6.5 - Temoignages sur la mort de J.M. Bastien Thiry

VII -Après le 19 mars 1962 le mensonge d'Evian - JM Bastien-Thiry - L'attentat du petit Clamart - 22 août 1962

3 - Jean Daniel dans l'Express 14 mars 1963 : "En fait l'inhumanité du Souverain finit par accabler jusqu'à ses partisans"

L'attentat du Petit Clamart

Jean BASTIEN-THIRY

L'été du terrible exode fut marqué par une ultime tentative de renverser le cours des choses. Dans la soirée du 22 août, le président de la République venant de l'Elysée, se rendait à Villacoublay pour y prendre un avion qui devait le ramener à Colombey-les-Deux-Églises. Lorsque sa voiture arriva dans le centre du Petit Clamart, plusieurs véhicules en stationnement ouvrirent le feu sur les pneus de la voiture présidentielle.
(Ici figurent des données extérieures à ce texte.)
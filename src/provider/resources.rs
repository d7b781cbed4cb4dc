// src/provider/resources.rs

use std::time::Duration;

use serde::Serialize;

use crate::types::format_walltime;

/// Resources requested for every job of a provider.
#[derive(Debug, Clone, PartialEq, Eq)]
pub struct ResourceSpec {
    /// Default walltime; a task's own walltime takes precedence.
    pub walltime: Option<Duration>,
    pub nodes: u32,
    pub tasks_per_node: u32,
    pub queue: Option<String>,
    pub account: Option<String>,
    /// Extra scheduler directives, inserted verbatim into the script.
    pub scheduler_options: Option<String>,
}

impl Default for ResourceSpec {
    fn default() -> Self {
        Self {
            walltime: None,
            nodes: 1,
            tasks_per_node: 1,
            queue: None,
            account: None,
            scheduler_options: None,
        }
    }
}

impl ResourceSpec {
    /// The walltime that applies to one job.
    pub fn effective_walltime(&self, task_walltime: Option<Duration>) -> Option<Duration> {
        task_walltime.or(self.walltime)
    }

    /// Template context for one job.
    pub fn context<'a>(&'a self, job_name: &'a str, walltime: Option<Duration>) -> JobContext<'a> {
        JobContext {
            job_name,
            walltime: self.effective_walltime(walltime).map(format_walltime),
            nodes: self.nodes,
            tasks_per_node: self.tasks_per_node,
            queue: self.queue.as_deref(),
            account: self.account.as_deref(),
            scheduler_options: self.scheduler_options.as_deref(),
        }
    }
}

/// Values visible to submit script templates.
#[derive(Debug, Clone, Serialize)]
pub struct JobContext<'a> {
    pub job_name: &'a str,
    /// `HH:MM:SS`.
    pub walltime: Option<String>,
    pub nodes: u32,
    pub tasks_per_node: u32,
    pub queue: Option<&'a str>,
    pub account: Option<&'a str>,
    pub scheduler_options: Option<&'a str>,
}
Atteinte à plusieurs reprises par des balles de P.M. et de F.M., elle réussit à gagner l'aérodrome avec deux roues restées gonflées, sans que personne n'ait été atteint : ni le Président, ni madame De Gaulle, ni le chauffeur, ni le colonel de Boissieu, gendre du Président.

Le 15 septembre le chef du complot était arrêté : il s'agissait du lieutenant-colonel Jean Bastien-Thiry, trente cinq ans, brillant ingénieur de l'Aéronautique française, spécialiste de réputation internationale des missiles téléguidés, qui plus est chevalier de la Légion d'Honneur et père de famille exemplaire.
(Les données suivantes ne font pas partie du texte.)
// src/dag/scheduler.rs

use std::collections::HashMap;
use std::sync::Arc;

use tracing::{debug, info, warn};

use crate::dag::graph::DagGraph;
use crate::dag::scheduler_step::{RemoteCancel, SchedulerStep};
use crate::dag::state_manager::{drain_error, ExecutorSelector, StateManager};
use crate::dag::task_info::{ExecHandle, StatusSummary, TaskNode, TaskSnapshot, TaskState};
use crate::errors::TaskError;
use crate::future::Outcome;
use crate::retry::RetryPolicy;
use crate::types::TaskId;

/// Scheduler holds the task graph plus the lifecycle of every task.
///
/// It is responsible for:
/// - tracking how many dependencies of each task are still unsettled
/// - dispatching tasks once their inputs resolved
/// - applying the retry policy to failed attempts
/// - ignoring completions for stale attempts
/// - cancellation and shutdown draining
/// - aborting the whole run on the first terminal failure, when fail-fast
///
/// It never touches executors or futures directly: every side effect is
/// returned in a [`SchedulerStep`].
#[derive(Debug)]
pub struct Scheduler {
    graph: DagGraph,
    tasks: HashMap<TaskId, TaskNode>,
    selector: ExecutorSelector,
    retry: RetryPolicy,
    /// Set once shutdown began; nothing new is dispatched afterwards.
    draining: bool,
    fail_fast: bool,
    /// Task whose failure aborted the run.
    aborted_by: Option<TaskId>,
}

impl Scheduler {
    pub fn new(selector: ExecutorSelector, retry: RetryPolicy) -> Self {
        Self {
            graph: DagGraph::new(),
            tasks: HashMap::new(),
            selector,
            retry,
            draining: false,
            fail_fast: false,
            aborted_by: None,
        }
    }

    /// Abort the run on the first task that fails terminally: everything not
    /// yet finished fails with `RunAborted`.
    pub fn with_fail_fast(mut self, fail_fast: bool) -> Self {
        self.fail_fast = fail_fast;
        self
    }

    /// Task whose failure aborted the run, if any.
    pub fn aborted_by(&self) -> Option<TaskId> {
        self.aborted_by
    }

    pub fn state_of(&self, id: TaskId) -> Option<TaskState> {
        self.tasks.get(&id).map(|n| n.state)
    }

    /// Add a freshly submitted task. Tasks without dependencies are
    /// dispatched in the same step.
    pub fn register(&mut self, mut node: TaskNode) -> SchedulerStep {
        let mut step = SchedulerStep::empty();
        let id = node.id;

        if self.tasks.contains_key(&id) {
            warn!(task_id = id, "task registered twice, ignoring");
            return step;
        }

        node.retry_budget = self.retry.budget(node.app.retries);
        self.graph.add_task(id, &node.deps);

        debug!(
            task_id = id,
            app = %node.app.name,
            deps = ?node.deps,
            "task registered"
        );

        let ready = node.unmet == 0;
        self.tasks.insert(id, node);

        if self.draining {
            let error = drain_error(self.aborted_by, id);
            self.manager()
                .finish(id, TaskState::Failed, Err(error), &mut step);
        } else if ready {
            self.make_ready(id, &mut step);
        }
        step
    }

    /// One dependency of `task` settled.
    ///
    /// A failed dependency short-circuits the task to `DepFailed`; its own
    /// future failing then collapses everything further downstream.
    pub fn dependency_settled(
        &mut self,
        task: TaskId,
        dependency: TaskId,
        result: Result<(), TaskError>,
    ) -> SchedulerStep {
        let mut step = SchedulerStep::empty();

        let Some(node) = self.tasks.get_mut(&task) else {
            warn!(task_id = task, dependency, "dependency settled for unknown task");
            return step;
        };
        if node.state != TaskState::Pending {
            debug!(
                task_id = task,
                dependency,
                state = ?node.state,
                "dependency settled after task left Pending"
            );
            return step;
        }

        match result {
            Err(cause) => {
                let downstream = self.graph.downstream_of(task).len();
                info!(
                    task_id = task,
                    dependency,
                    cause = %cause.kind(),
                    downstream,
                    "dependency failed; task will not run"
                );
                let error = TaskError::DependencyFailed {
                    task,
                    dependency,
                    cause: Arc::new(cause),
                };
                self.manager()
                    .finish(task, TaskState::DepFailed, Err(error), &mut step);
            }
            Ok(()) => {
                node.unmet = node.unmet.saturating_sub(1);
                if node.unmet == 0 {
                    self.make_ready(task, &mut step);
                }
            }
        }
        step
    }

    /// An executor reported that `handle` started running.
    pub fn task_started(&mut self, handle: ExecHandle) {
        let Some(node) = self.tasks.get_mut(&handle.task_id) else {
            return;
        };
        if node.attempts == handle.attempt && node.state == TaskState::Dispatched {
            node.state = TaskState::Running;
            debug!(task_id = handle.task_id, attempt = handle.attempt, "task running");
        }
    }

    /// An executor reported the outcome of `handle`.
    pub fn task_completed(&mut self, handle: ExecHandle, outcome: Outcome) -> SchedulerStep {
        let mut step = SchedulerStep::empty();
        let id = handle.task_id;

        let Some(node) = self.tasks.get_mut(&id) else {
            warn!(task_id = id, "completion for unknown task");
            return step;
        };
        if node.attempts != handle.attempt || !node.state.is_in_flight() {
            debug!(
                task_id = id,
                attempt = handle.attempt,
                current_attempt = node.attempts,
                state = ?node.state,
                "ignoring stale completion"
            );
            return step;
        }

        match outcome {
            Ok(value) => {
                info!(task_id = id, app = %node.app.name, attempt = handle.attempt, "task completed");
                self.manager()
                    .finish(id, TaskState::Completed, Ok(value), &mut step);
            }
            Err(error) => {
                let retries_used = node.attempts.saturating_sub(1);
                let can_retry =
                    error.is_retryable() && !self.draining && retries_used < node.retry_budget;

                if can_retry {
                    warn!(
                        task_id = id,
                        attempt = handle.attempt,
                        budget = node.retry_budget,
                        error = %error,
                        "task attempt failed; retrying"
                    );
                    node.state = TaskState::Retrying;
                    node.last_error = Some(error);

                    let delay = self.retry.delay_after(node.attempts);
                    if delay.is_zero() {
                        self.manager().dispatch(id, &mut step);
                    } else {
                        step.delayed_retries.push((id, delay));
                    }
                } else {
                    warn!(
                        task_id = id,
                        attempt = handle.attempt,
                        error = %error,
                        "task failed"
                    );
                    self.manager()
                        .finish(id, TaskState::Failed, Err(error), &mut step);
                    if self.fail_fast && !self.draining {
                        self.abort(id, &mut step);
                    }
                }
            }
        }
        step
    }

    /// Fail-fast: `failed` failed terminally, so nothing else may finish.
    fn abort(&mut self, failed: TaskId, step: &mut SchedulerStep) {
        warn!(task_id = failed, "task failed with fail-fast set; aborting the run");
        self.aborted_by = Some(failed);
        step.merge(self.fail_undispatched());
        step.merge(self.abandon_in_flight());
    }

    /// The backoff delay of a retrying task elapsed.
    pub fn retry_due(&mut self, id: TaskId) -> SchedulerStep {
        let mut step = SchedulerStep::empty();
        if self.state_of(id) == Some(TaskState::Retrying) {
            self.manager().dispatch(id, &mut step);
        }
        step
    }

    /// Cancel a task. Returns `None` if the task is unknown or already
    /// terminal.
    pub fn cancel(&mut self, id: TaskId) -> Option<SchedulerStep> {
        let node = self.tasks.get(&id)?;
        if node.state.is_terminal() {
            return None;
        }

        let mut step = SchedulerStep::empty();
        if node.state.is_in_flight() {
            if let Some(executor) = node.executor.clone() {
                step.remote_cancels.push(RemoteCancel {
                    executor,
                    handle: ExecHandle {
                        task_id: id,
                        attempt: node.attempts,
                    },
                });
            }
        }

        info!(task_id = id, state = ?node.state, "cancelling task");
        self.manager().finish(
            id,
            TaskState::Cancelled,
            Err(TaskError::Cancelled { task: id }),
            &mut step,
        );
        Some(step)
    }

    /// Start draining: fail every task that is not owned by an executor with
    /// `KernelShutdown` (`RunAborted` after a fail-fast abort) and refuse
    /// further dispatches.
    pub fn fail_undispatched(&mut self) -> SchedulerStep {
        self.draining = true;
        let mut step = SchedulerStep::empty();

        let aborted_by = self.aborted_by;
        let mut mgr = self.manager();
        let ids = mgr.collect(|n| n.state.is_undispatched());
        for id in &ids {
            mgr.finish(
                *id,
                TaskState::Failed,
                Err(drain_error(aborted_by, *id)),
                &mut step,
            );
        }

        if !ids.is_empty() {
            info!(count = ids.len(), "failed never-dispatched tasks for shutdown");
        }
        step
    }

    /// Give up on every in-flight task: fail it like
    /// [`Scheduler::fail_undispatched`] does and ask its executor to stop it.
    pub fn abandon_in_flight(&mut self) -> SchedulerStep {
        self.draining = true;
        let mut step = SchedulerStep::empty();

        let ids = self.manager().collect(|n| n.state.is_in_flight());
        for id in ids {
            if let Some(node) = self.tasks.get(&id) {
                if let Some(executor) = node.executor.clone() {
                    step.remote_cancels.push(RemoteCancel {
                        executor,
                        handle: ExecHandle {
                            task_id: id,
                            attempt: node.attempts,
                        },
                    });
                }
            }
            warn!(task_id = id, "abandoning in-flight task");
            let error = drain_error(self.aborted_by, id);
            self.manager()
                .finish(id, TaskState::Failed, Err(error), &mut step);
        }
        step
    }

    pub fn in_flight_count(&self) -> usize {
        self.tasks
            .values()
            .filter(|n| n.state.is_in_flight())
            .count()
    }

    /// No task is waiting on anything.
    pub fn is_quiescent(&self) -> bool {
        self.tasks.values().all(|n| n.state.is_terminal())
    }

    pub fn status(&self) -> StatusSummary {
        let mut summary = StatusSummary::default();
        for node in self.tasks.values() {
            summary.record(node.state);
        }
        summary
    }

    pub fn snapshot(&self, id: TaskId) -> Option<TaskSnapshot> {
        let node = self.tasks.get(&id)?;
        let error = match node.state {
            TaskState::Failed | TaskState::DepFailed | TaskState::Cancelled => {
                node.last_error.clone()
            }
            _ => None,
        };
        Some(TaskSnapshot {
            id,
            name: node.app.name.clone(),
            state: node.state,
            executor: node.executor.clone(),
            attempts: node.attempts,
            dependencies: node.deps.clone(),
            dependents: self.graph.dependents_of(id).to_vec(),
            error,
        })
    }

    fn make_ready(&mut self, id: TaskId, step: &mut SchedulerStep) {
        if let Some(node) = self.tasks.get_mut(&id) {
            node.state = TaskState::Ready;
        }
        self.manager().dispatch(id, step);
    }

    fn manager(&mut self) -> StateManager<'_> {
        StateManager::new(&mut self.tasks, &self.selector, self.draining, self.aborted_by)
    }
}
Le 28 janvier 1963, s'ouvrit à Vincennes son procès, devant la Cour militaire de justice instituée par De Gaulle, mais que le Conseil d'Etat venait de déclarer illégale. Dans sa déclaration du 2 février, Bastien-Thiry parla comme le curé de Villemaur. Son dessein expliqua-t-il, n'était pas d'abattre le président de la République mais de l'arrêter et de la traduire en Haute-Cour et le juger. Et c'était bien cela le fond du procès.

"(...) antérieur à l'attentat manqué contre lui un immense attentat réussi était évoqué, celui que De Gaulle dans la plénitude du pouvoir qu'il avait réclamé, avait résolu et mené à son terme inexorablement contre l'Algérie française. Quatre ans de guerre tournante pour aboutir enfin à faire tirer ses soldats t ses gendarmes sur son peuple désarmé qu'il avait juré de défendre et de sauver!" 2G de Nantes, lettre à mes amis n°133.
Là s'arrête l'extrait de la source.